Ask HN: What browser extensions do you use? - silvaben
My friend is building a browser extension for his side-project [1]. We were having a talk recently about browser extensions and if they can be a viable business model.<p>I thought HN would be a great place to kick-start a discussion about what browser extensions you guys find useful and if you would be willing to pay for an extension.<p>[1] https:&#x2F;&#x2F;www.emailthis.me
======
brudgers
I use Greasemonkey, Firemacs, Menu Wizard, HttpsEverywhere...and their
relevance is mostly in that order.

Generally, I think a business built on building browser extensions is roughly
equivalent to the shareware businesses of the previous millenium. If the
extension is really useful and either solves a serious business problem or has
massive adoption then a little money will trickle in. But by and large the
problem is that the anchor price for the browser and browser extensions is $0.
This means that $10 is infinitely more money.

And the occasional $10 is very very rarely enough to really run a software
business and provide support and drive development forward. It's also not
enough to support significant marketing and even significant marketing is
unlikely to be enough to cut through the noise of the 'extension stores'.

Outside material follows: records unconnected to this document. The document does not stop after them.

// Copyright (C) 2025 SyncMyOrders Sp. z o.o.
// SPDX-License-Identifier: AGPL-3.0-or-later
//! Configuration for the tenantgate binary.

use std::str::FromStr;
use std::time::Duration;

use sqlx::postgres::{PgConnectOptions, PgSslMode};
use tenantgate_awx::{AwxConfig, AwxError};

use crate::cluster::KubeConfig;
use crate::job_monitor::JobMonitorConfig;
use crate::namespaces::{NamespaceConfig, OrphanPolicy};
use crate::provisioning::LaunchGuard;

/// Where the record store lives.
#[derive(Clone)]
pub enum DatabaseConfig {
    /// A full connection URL.
    Url(String),
    /// Individual connection settings.
    Parts {
        host: String,
        port: u16,
        user: String,
        password: Option<String>,
        database: String,
        ssl_mode: PgSslMode,
    },
}

impl std::fmt::Debug for DatabaseConfig {
    fn fmt(&self, f: &mut std::fmt::Formatter<'_>) -> std::fmt::Result {
        match self {
            DatabaseConfig::Url(_) => f.write_str("Url(<redacted>)"),
            DatabaseConfig::Parts {
                host,
                port,
                user,
                database,
                ssl_mode,
                ..
            } => f
                .debug_struct("Parts")
                .field("host", host)
                .field("port", port)
                .field("user", user)
                .field("database", database)
                .field("ssl_mode", ssl_mode)
                .finish_non_exhaustive(),
        }
    }
}

impl DatabaseConfig {
    /// Postgres connection options.
    pub fn connect_options(&self) -> Result<PgConnectOptions, ConfigError> {
        match self {
            DatabaseConfig::Url(url) => {
                PgConnectOptions::from_str(url).map_err(|e| ConfigError::InvalidValue {
                    var: "TENANTGATE_DATABASE_URL",
                    message: e.to_string(),
                })
            }
            DatabaseConfig::Parts {
                host,
                port,
                user,
                password,
                database,
                ssl_mode,
            } => {
                let mut options = PgConnectOptions::new()
                    .host(host)
                    .port(*port)
                    .username(user)
                    .database(database)
                    .ssl_mode(*ssl_mode);
                if let Some(password) = password {
                    options = options.password(password);
                }
                Ok(options)
            }
        }
    }
}

/// Gateway configuration loaded from environment variables.
#[derive(Debug, Clone)]
pub struct Config {
    /// Record store connection.
    pub database: DatabaseConfig,
    /// Pool size for the record store.
    pub db_max_connections: u32,
    /// Automation platform client settings.
    pub awx: AwxConfig,
    /// Cluster API client settings.
    pub kube: KubeConfig,
    /// Job monitor polling.
    pub monitor: JobMonitorConfig,
    /// Server-side launch deduplication.
    pub launch_guard: LaunchGuard,
    /// Namespace annotations and orphan handling.
    pub namespaces: NamespaceConfig,
    /// How long shutdown waits for monitors.
    pub shutdown_grace: Duration,
}

impl Config {
    /// Load configuration from environment variables.
    pub fn from_env() -> Result<Self, ConfigError> {
        Self::from_lookup(|name| std::env::var(name).ok())
    }

    /// Same as [`from_env`](Self::from_env) but reads variables through `var`.
    pub fn from_lookup<F>(var: F) -> Result<Self, ConfigError>
    where
        F: Fn(&str) -> Option<String>,
    {
        let var = |name: &str| var(name).filter(|v| !v.trim().is_empty());

        let database = match var("TENANTGATE_DATABASE_URL").or_else(|| var("DATABASE_URL")) {
            Some(url) => DatabaseConfig::Url(url),
            None => {
                let host = var("TENANTGATE_DB_HOST").ok_or(ConfigError::MissingEnvVar(
                    "TENANTGATE_DATABASE_URL, DATABASE_URL or TENANTGATE_DB_HOST",
                ))?;
                DatabaseConfig::Parts {
                    host,
                    port: parse_or(&var, "TENANTGATE_DB_PORT", 5432)?,
                    user: var("TENANTGATE_DB_USER").unwrap_or_else(|| "postgres".to_string()),
                    password: var("TENANTGATE_DB_PASSWORD"),
                    database: var("TENANTGATE_DB_NAME").unwrap_or_else(|| "tenantgate".to_string()),
                    ssl_mode: parse_or(&var, "TENANTGATE_DB_SSLMODE", PgSslMode::Prefer)?,
                }
            }
        };
        let db_max_connections = parse_or(&var, "TENANTGATE_DB_MAX_CONNECTIONS", 10)?;

        let awx = AwxConfig::from_lookup(&var)?;

        let api_server = var("KUBERNETES_URL").ok_or(ConfigError::MissingEnvVar("KUBERNETES_URL"))?;
        let mut kube = KubeConfig::new(api_server)
            .with_insecure(flag(&var, "KUBERNETES_INSECURE"))
            .with_request_timeout(Duration::from_secs(parse_or(
                &var,
                "KUBERNETES_TIMEOUT_SECS",
                30,
            )?));
        if let Some(token) = var("KUBERNETES_TOKEN") {
            kube = kube.with_token(token);
        }

        let monitor = JobMonitorConfig {
            poll_interval: Duration::from_secs(parse_or(&var, "TENANTGATE_MONITOR_POLL_SECS", 5)?),
            max_consecutive_failures: parse_or(&var, "TENANTGATE_MONITOR_MAX_FAILURES", 5)?,
        };
        if monitor.poll_interval.is_zero() {
            return Err(ConfigError::InvalidValue {
                var: "TENANTGATE_MONITOR_POLL_SECS",
                message: "must be at least 1".to_string(),
            });
        }

        let launch_guard = parse_or(&var, "TENANTGATE_LAUNCH_GUARD", LaunchGuard::Enforced)?;
        let namespaces = NamespaceConfig {
            node_selector: var("KUBERNETES_NODE_SELECTOR"),
            orphan_policy: parse_or(&var, "TENANTGATE_ORPHAN_POLICY", OrphanPolicy::Surface)?,
        };
        let shutdown_grace =
            Duration::from_secs(parse_or(&var, "TENANTGATE_SHUTDOWN_GRACE_SECS", 10)?);

        Ok(Self {
            database,
            db_max_connections,
            awx,
            kube,
            monitor,
            launch_guard,
            namespaces,
            shutdown_grace,
        })
    }
}

fn flag(var: &impl Fn(&str) -> Option<String>, name: &str) -> bool {
    var(name)
        .map(|v| v.eq_ignore_ascii_case("true") || v == "1")
        .unwrap_or(false)
}

fn parse_or<T>(
    var: &impl Fn(&str) -> Option<String>,
    name: &'static str,
    default: T,
) -> Result<T, ConfigError>
where
    T: FromStr,
    T::Err: std::fmt::Display,
{
    match var(name) {
        Some(raw) => raw.trim().parse().map_err(|e: T::Err| ConfigError::InvalidValue {
            var: name,
            message: e.to_string(),
        }),
        None => Ok(default),
    }
}

/// Configuration errors.
#[derive(Debug, thiserror::Error)]
pub enum ConfigError {
    /// A required environment variable is missing.
    #[error("Missing required environment variable: {0}")]
    MissingEnvVar(&'static str),
    /// A variable is set but cannot be used.
    #[error("Invalid value for {var}: {message}")]
    InvalidValue { var: &'static str, message: String },
    /// Automation platform settings are incomplete or ambiguous.
    #[error(transparent)]
    Awx(#[from] AwxError),
}
// Copyright (C) 2025 SyncMyOrders Sp. z o.o.
// SPDX-License-Identifier: AGPL-3.0-or-later
//! Error types for tenantgate-awx.

use thiserror::Error;

/// Result type using AwxError.
pub type Result<T> = std::result::Result<T, AwxError>;

/// Errors that can occur when talking to the automation platform.
#[derive(Debug, Error)]
pub enum AwxError {
    /// Configuration error (missing URL, ambiguous or missing credentials).
    #[error("configuration error: {0}")]
    Config(String),

    /// The request never produced an HTTP response.
    #[error("transport error: {0}")]
    Transport(String),

    /// The request exceeded the configured timeout.
    #[error("request timed out after {0}ms")]
    Timeout(u64),

    /// The platform answered with a non-success status.
    #[error("AWX API error (status {status}): {body}")]
    Status { status: u16, body: String },

    /// The platform reports no such resource.
    #[error("not found: {0}")]
    NotFound(String),

    /// The response body did not match the expected shape.
    #[error("decode error: {0}")]
    Decode(String),
}

impl AwxError {
    /// Whether the platform reported the resource as absent.
    pub fn is_not_found(&self) -> bool {
        matches!(self, Self::NotFound(_))
    }

    /// Whether the error happened before any response was received.
    pub fn is_transport(&self) -> bool {
        matches!(self, Self::Transport(_) | Self::Timeout(_))
    }
}

impl From<serde_json::Error> for AwxError {
    fn from(err: serde_json::Error) -> Self {
        AwxError::Decode(err.to_string())
    }
}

Finally, I've been thinking that a lot of the real problem is that while $10
or $20 seems reasonable, the aggregate logic of cheap utilities is that if a
person pays for all of them it is real money...e.g. twenty ten dollar
utilities is becomes a non-trivial software purchase. I think people act on
this intuitively, they're not going to pay for all of them and that means not
paying for some of them and not paying for some of them is morally more or
less equivalent to not paying for any of them. And so they are disinclined to
pay.

Again, it's not impossible to create a revenue stream from this sort of
software, but it is unlikely to be enough to replace a full time job.

Good luck.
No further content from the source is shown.